En 1867, ayant visité l’Exposition universelle et acquis quelques notions sur la politique, il eut l’idée de fonder, dans le grand jardin d’Arrancy où il passait ses vacances en compagnie de sa sœur et d’un cousin de son âge, un triple gouvernement, une sorte de fédération qu’il appela la Trinasie. Cela devait durer plusieurs années. C’est lui qui élabora la constitution de la Trinasie, qui distribua les ministères, qui inventa des langues particulières pour les trois royaumes et aussi leur langue commune, le Trinasien. Il se trouva que, sans en avoir l’air, il s’était attribué tout le pouvoir ; mais il n’en abusa pas.

L’existence de la Trinasie fut le prétexte d’une foule d’entreprises et de réjouissances des plus variées. Quand il y avait des représentations de gala, c’était toujours notre futur Confrère qui avait composé les drames et les comédies. C’est ainsi qu’il fit à 13 ou 14 ans un drame en vers sur Jeanne d’Arc.
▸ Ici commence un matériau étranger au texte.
//! Point lookups and parent-filtered enumerations.
//!
//! Every operation opens its own independent stream over the backing file
//! and re-scans from the beginning; there is no cache and no shared mutable
//! state, so concurrent queries are safe by construction. Point lookups
//! stop at the first match, which drops the reader and releases the file;
//! enumerations always scan to the end.

use std::fs::File;
use std::io::BufReader;
use std::path::Path;

use icd10_types::roman::chapter_matches;
use icd10_types::text::normalize;
use icd10_types::{Block, Category, Chapter, Disease};

use crate::dataset::CatalogPaths;
use crate::parser::{CatalogRecord, CatalogReader};
use crate::types::CatalogResult;

/// Handle onto the four catalog dataset files.
///
/// Cheap to clone and `Send + Sync`: it holds only the resolved file paths.
/// Each query method opens a fresh stream.
///
/// # Example
///
/// ```ignore
/// use icd10_catalog::{Catalog, CatalogPaths};
///
/// let catalog = Catalog::from_dir("/data/icd10")?;
///
/// // Chapters resolve by roman numeral or decimal form.
/// let chapter = catalog.chapter("4")?;
/// let same = catalog.chapter("IV")?;
/// assert_eq!(chapter, same);
/// ```
#[derive(Debug, Clone)]
pub struct Catalog {
    paths: CatalogPaths,
}

impl Catalog {
    /// Creates a catalog over already-resolved paths.
    pub fn new(paths: CatalogPaths) -> Self {
        Self { paths }
    }

    /// Resolves and verifies the dataset files inside a data directory.
    ///
    /// # Errors
    /// Returns an error naming every missing dataset file.
    pub fn from_dir<P: AsRef<Path>>(dir: P) -> CatalogResult<Self> {
        let paths = CatalogPaths::from_dir(dir);
        paths.verify()?;
        Ok(Self::new(paths))
    }

    /// Returns the resolved dataset paths.
    pub fn paths(&self) -> &CatalogPaths {
        &self.paths
    }

    /// Opens a fresh stream over the dataset backing `T`.
    pub(crate) fn open<T: CatalogRecord>(
        &self,
    ) -> CatalogResult<CatalogReader<BufReader<File>, T>> {
        CatalogReader::from_path(self.paths.path(T::DATASET))
    }

    // ── Point lookups ───────────────────────────────────────────────────

    /// Finds a chapter by identifier, accepting the roman numeral form or
    /// its decimal equivalent (1–22) interchangeably.
    ///
    /// Returns `Ok(None)` when the stream is exhausted without a match.
    pub fn chapter(&self, id: &str) -> CatalogResult<Option<Chapter>> {
        for record in self.open::<Chapter>()? {
            let chapter = record?;
            if chapter_matches(&chapter.id, id) {
                return Ok(Some(chapter));
            }
        }
        Ok(None)
    }

    /// Finds a block by its exact range-code identifier.
    pub fn block(&self, id: &str) -> CatalogResult<Option<Block>> {
        let needle = normalize(id);
        for record in self.open::<Block>()? {
            let block = record?;
            if normalize(&block.id) == needle {
                return Ok(Some(block));
            }
        }
        Ok(None)
    }

    /// Finds a category by its exact 3-character code.
    pub fn category(&self, id: &str) -> CatalogResult<Option<Category>> {
        let needle = normalize(id);
        for record in self.open::<Category>()? {
            let category = record?;
            if normalize(&category.id) == needle {
                return Ok(Some(category));
            }
        }
        Ok(None)
    }

    /// Finds a disease by its full subcategory code.
    pub fn disease(&self, code: &str) -> CatalogResult<Option<Disease>> {
        let needle = normalize(code);
        for record in self.open::<Disease>()? {
            let disease = record?;
            if normalize(&disease.code) == needle {
                return Ok(Some(disease));
            }
        }
        Ok(None)
    }

    // ── Enumerations ────────────────────────────────────────────────────

    /// Returns every chapter, in file order.
    pub fn all_chapters(&self) -> CatalogResult<Vec<Chapter>> {
        self.open::<Chapter>()?.collect()
    }

    /// Returns every block, optionally filtered to one chapter.
    ///
    /// The chapter filter is roman/decimal tolerant. A filter naming no
    /// existing chapter yields `Ok(vec![])`, not an error.
    pub fn all_blocks(&self, chapter: Option<&str>) -> CatalogResult<Vec<Block>> {
        let mut blocks = Vec::new();
        for record in self.open::<Block>()? {
            let block = record?;
            if chapter.map_or(true, |c| chapter_matches(&block.chapter_id, c)) {
                blocks.push(block);
            }
        }
        Ok(blocks)
    }

    /// Returns every category, optionally filtered to one block.
    pub fn all_categories(&self, block: Option<&str>) -> CatalogResult<Vec<Category>> {
        let needle = block.map(normalize);
        let mut categories = Vec::new();
        for record in self.open::<Category>()? {
            let category = record?;
            if needle.as_deref().map_or(true, |b| normalize(&category.block_id) == b) {
                categories.push(category);
            }
        }
        Ok(categories)
    }

    /// Returns every disease, optionally filtered to one category.
    ///
    /// The category of a disease is never stored; the filter compares
    /// against the first 3 characters of each code.
    pub fn all_diseases(&self, category: Option<&str>) -> CatalogResult<Vec<Disease>> {
        let needle = category.map(normalize);
        let mut diseases = Vec::new();
        for record in self.open::<Disease>()? {
            let disease = record?;
            if needle.as_deref().map_or(true, |c| normalize(disease.category_id()) == c) {
                diseases.push(disease);
            }
        }
        Ok(diseases)
    }
}

#[cfg(test)]
mod tests {
    use super::*;
    use crate::dataset::Dataset;
    use crate::types::CatalogError;
    use tempfile::TempDir;

    fn write_dataset(dir: &TempDir, dataset: Dataset, contents: &str) {
        std::fs::write(dir.path().join(dataset.file_name()), contents).unwrap();
    }

    fn fixture_catalog() -> (TempDir, Catalog) {
        let dir = tempfile::tempdir().unwrap();
        write_dataset(
            &dir,
            Dataset::Chapters,
            "id;label\n\
             I;Certain infectious and parasitic diseases\n\
             II;Neoplasms\n\
             IV;Endocrine, nutritional and metabolic diseases\n",
        );
        write_dataset(
            &dir,
            Dataset::Blocks,
            "id;label;chapterId\n\
             A00-A09;Intestinal infectious diseases;I\n\
             A15-A19;Tuberculosis;I\n\
             C00-C14;Malignant neoplasms of lip, oral cavity and pharynx;II\n\
             Z99-Z99;Dangling block;XXX\n",
        );
        write_dataset(
            &dir,
            Dataset::Categories,
            "id;label;blockId\n\
             A00;Cholera;A00-A09\n\
             A01;Typhoid and paratyphoid fevers;A00-A09\n\
             A15;Respiratory tuberculosis;A15-A19\n",
        );
        write_dataset(
            &dir,
            Dataset::Diseases,
            "code,name\n\
             A009,\"Cholera, unspecified\"\n\
             A010,Typhoid fever\n\
             A011,Paratyphoid fever A\n\
             A150,\"Tuberculosis of lung, confirmed\"\n",
        );
        let catalog = Catalog::from_dir(dir.path()).unwrap();
        (dir, catalog)
    }

    #[test]
    fn test_chapter_by_roman_and_decimal() {
        let (_dir, catalog) = fixture_catalog();
        let by_roman = catalog.chapter("IV").unwrap().unwrap();
        let by_decimal = catalog.chapter("4").unwrap().unwrap();
        assert_eq!(by_roman, by_decimal);
        assert_eq!(by_roman.id, "IV");
    }

    #[test]
    fn test_chapter_not_found_is_none() {
        let (_dir, catalog) = fixture_catalog();
        assert_eq!(catalog.chapter("XXI").unwrap(), None);
        assert_eq!(catalog.chapter("21").unwrap(), None);
    }

    #[test]
    fn test_block_lookup_case_insensitive() {
        let (_dir, catalog) = fixture_catalog();
        let block = catalog.block("a00-a09").unwrap().unwrap();
        assert_eq!(block.id, "A00-A09");
        assert_eq!(block.chapter_id, "I");
    }

    #[test]
    fn test_category_and_disease_lookup() {
        let (_dir, catalog) = fixture_catalog();
        let category = catalog.category("A01").unwrap().unwrap();
        assert_eq!(category.block_id, "A00-A09");

        let disease = catalog.disease("A009").unwrap().unwrap();
        assert_eq!(disease.name, "Cholera, unspecified");
        assert_eq!(catalog.disease("Z999").unwrap(), None);
    }

    #[test]
    fn test_all_chapters() {
        let (_dir, catalog) = fixture_catalog();
        let chapters = catalog.all_chapters().unwrap();
        assert_eq!(chapters.len(), 3);
    }

    #[test]
    fn test_all_blocks_chapter_filter_tolerates_decimal() {
        let (_dir, catalog) = fixture_catalog();
        let by_roman = catalog.all_blocks(Some("I")).unwrap();
        let by_decimal = catalog.all_blocks(Some("1")).unwrap();
        assert_eq!(by_roman, by_decimal);
        assert_eq!(by_roman.len(), 2);
    }

    #[test]
    fn test_all_blocks_unfiltered_includes_dangling() {
        let (_dir, catalog) = fixture_catalog();
        // The block pointing at a nonexistent chapter still enumerates.
        let blocks = catalog.all_blocks(None).unwrap();
        assert_eq!(blocks.len(), 4);
    }

    #[test]
    fn test_all_blocks_empty_filter_result() {
        let (_dir, catalog) = fixture_catalog();
        let blocks = catalog.all_blocks(Some("XXII")).unwrap();
        assert!(blocks.is_empty());
    }

    #[test]
    fn test_all_categories_block_filter() {
        let (_dir, catalog) = fixture_catalog();
        let categories = catalog.all_categories(Some("A00-A09")).unwrap();
        assert_eq!(categories.len(), 2);
        let all = catalog.all_categories(None).unwrap();
        assert_eq!(all.len(), 3);
    }

    #[test]
    fn test_all_diseases_category_derived_filter() {
        let (_dir, catalog) = fixture_catalog();
        let diseases = catalog.all_diseases(Some("A01")).unwrap();
        assert_eq!(diseases.len(), 2);
        assert!(diseases.iter().all(|d| d.category_id() == "A01"));

        let cholera = catalog.all_diseases(Some("A00")).unwrap();
        assert_eq!(cholera.len(), 1);
        assert_eq!(cholera[0].code, "A009");
    }

    #[test]
    fn test_missing_file_is_io_error() {
        let (dir, catalog) = fixture_catalog();
        std::fs::remove_file(dir.path().join(Dataset::Diseases.file_name())).unwrap();
        let err = catalog.disease("A009").unwrap_err();
        assert!(matches!(err, CatalogError::FileNotFound { .. }));
        assert!(!err.is_validation());
    }

    #[test]
    fn test_from_dir_verifies() {
        let dir = tempfile::tempdir().unwrap();
        assert!(matches!(
            Catalog::from_dir(dir.path()),
            Err(CatalogError::MissingDatasets { .. })
        ));
    }

    // ── Search (fixture-backed) ─────────────────────────────────────────

    use crate::search::{MatchMode, SearchField};

    #[test]
    fn test_search_normalizes_both_sides() {
        let (_dir, catalog) = fixture_catalog();
        let hits = catalog
            .search_chapters(SearchField::Label, "ENDOCRINE", MatchMode::Prefix)
            .unwrap();
        assert_eq!(hits.len(), 1);
        assert_eq!(hits[0].id, "IV");
    }

    #[test]
    fn test_search_substring_vs_prefix() {
        let (_dir, catalog) = fixture_catalog();
        let substring = catalog
            .search_diseases(SearchField::Name, "fever", MatchMode::Substring)
            .unwrap();
        assert_eq!(substring.len(), 2);

        let prefix = catalog
            .search_diseases(SearchField::Name, "fever", MatchMode::Prefix)
            .unwrap();
        assert!(prefix.is_empty());
    }

    #[test]
    fn test_search_code_prefix() {
        let (_dir, catalog) = fixture_catalog();
        let hits = catalog
            .search_diseases(SearchField::Code, "A01", MatchMode::Prefix)
            .unwrap();
        assert_eq!(hits.len(), 2);
    }

    #[test]
    fn test_search_minimum_length_asymmetry() {
        let (_dir, catalog) = fixture_catalog();
        // Chapter label search requires 2 characters.
        let err = catalog
            .search_chapters(SearchField::Label, "a", MatchMode::Prefix)
            .unwrap_err();
        assert!(matches!(
            err,
            CatalogError::QueryTooShort {
                minimum: 2,
                length: 1
            }
        ));

        // Block id search accepts a single character.
        let hits = catalog
            .search_blocks(SearchField::Id, "a", MatchMode::Prefix)
            .unwrap();
        assert_eq!(hits.len(), 2);
    }

    #[test]
    fn test_search_rejects_field_outside_allow_list() {
        let (_dir, catalog) = fixture_catalog();
        let err = catalog
            .search_blocks(SearchField::Code, "a0", MatchMode::Prefix)
            .unwrap_err();
        assert!(matches!(err, CatalogError::UnknownField { .. }));
        assert!(err.is_validation());
    }

    #[test]
    fn test_search_empty_result_is_ok() {
        let (_dir, catalog) = fixture_catalog();
        let hits = catalog
            .search_categories(SearchField::Label, "nonexistent condition", MatchMode::Substring)
            .unwrap();
        assert!(hits.is_empty());
    }
}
En dehors de ces semaines de liberté, où il jouissait de la solitude à deux ou à trois, il y avait la grande semaine, celle où se réunissaient, tantôt ici et tantôt là, tous les parents de la région. Il s’amusait franchement à ces fêtes où il ne dirigeait plus. Il jouait un rôle actif dans les comédies et les charades[1]. Il aima aussi beaucoup la danse ; il y était infatigable. Comme il avait le travail facile, il était toujours prêt

  1. « Le répertoire, nous dit le général Xardel, c’était d’abord Labiche ; plus tard, nous ne craignîmes pas d’aborder celui de la Comédie Française avec Mademoiselle de la Seiglière. Henri faisait le Marquis dont on disait : Il vivra cent ans et il mourra jeune. Hélas ! il n’a réalisé que la fin de la prophétie. »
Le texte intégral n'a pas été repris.